The process follows three steps to identify harm from medication errors.

In the first stage, it looks at whether there has been any medication reconciliation, omission of medications and identification of harms caused by potentially dangerous medications.

In the second stage, if the patient has suffered any of the above, it is necessary to identify the signs and indications that have occurred.

And in the third stage it is concluded whether or not it was AE and what damage was caused.

The indicators can be analyzed according to:

  • Medication reconciliation in the first 24 hours of admission;
  • Omission of doses in the last 24 hours of admission;
  • Medication allergy status;
  • Missed doses of critical medications;
  • Whether he/she has received potentially hazardous medications in the last 24 hours;
  • What are the signs of harm;

 

CONCLUSION

 AEs caused by medications are more difficult to identify.
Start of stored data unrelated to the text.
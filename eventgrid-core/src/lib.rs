//! EVENTGRID Core - Data Types
//!
//! Event records, the error taxonomy shared by every layer, and the pure
//! filter view. No I/O happens in this crate.

pub mod error;
pub mod event;
pub mod filter;

pub use error::{ErrorKind, SyncResult};
pub use event::{Event, EventEnvelope, EventId, NewEvent};
pub use filter::{filter, searchable_fields, SEARCHABLE_ATTRIBUTES};

/// Logical cache key under which the event collection is tracked.
pub const EVENTS_KEY: &str = "events";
Therefore, it is very important to use structured tools to assist in the complex process of identifying these AEs.

The Medication Safety Thermometer allows focusing efforts on knowing the main types of AEs in the organization, generating specific improvements for them.

D-Day allows you to measure and understand the significance of failures and harm caused by medication errors, measure improvements over time, and connect care teams to these failures and harms.

In the UK, more than 100 hospitals use this tool and report the data collected on a monthly basis on a free, easily accessible platform, allowing results to be disseminated and compared using trend graphs, as data collection is standardized and routine.

From the analysis and comparison of these indicators, various data can be observed and related to changes in system improvements before new decisions are made.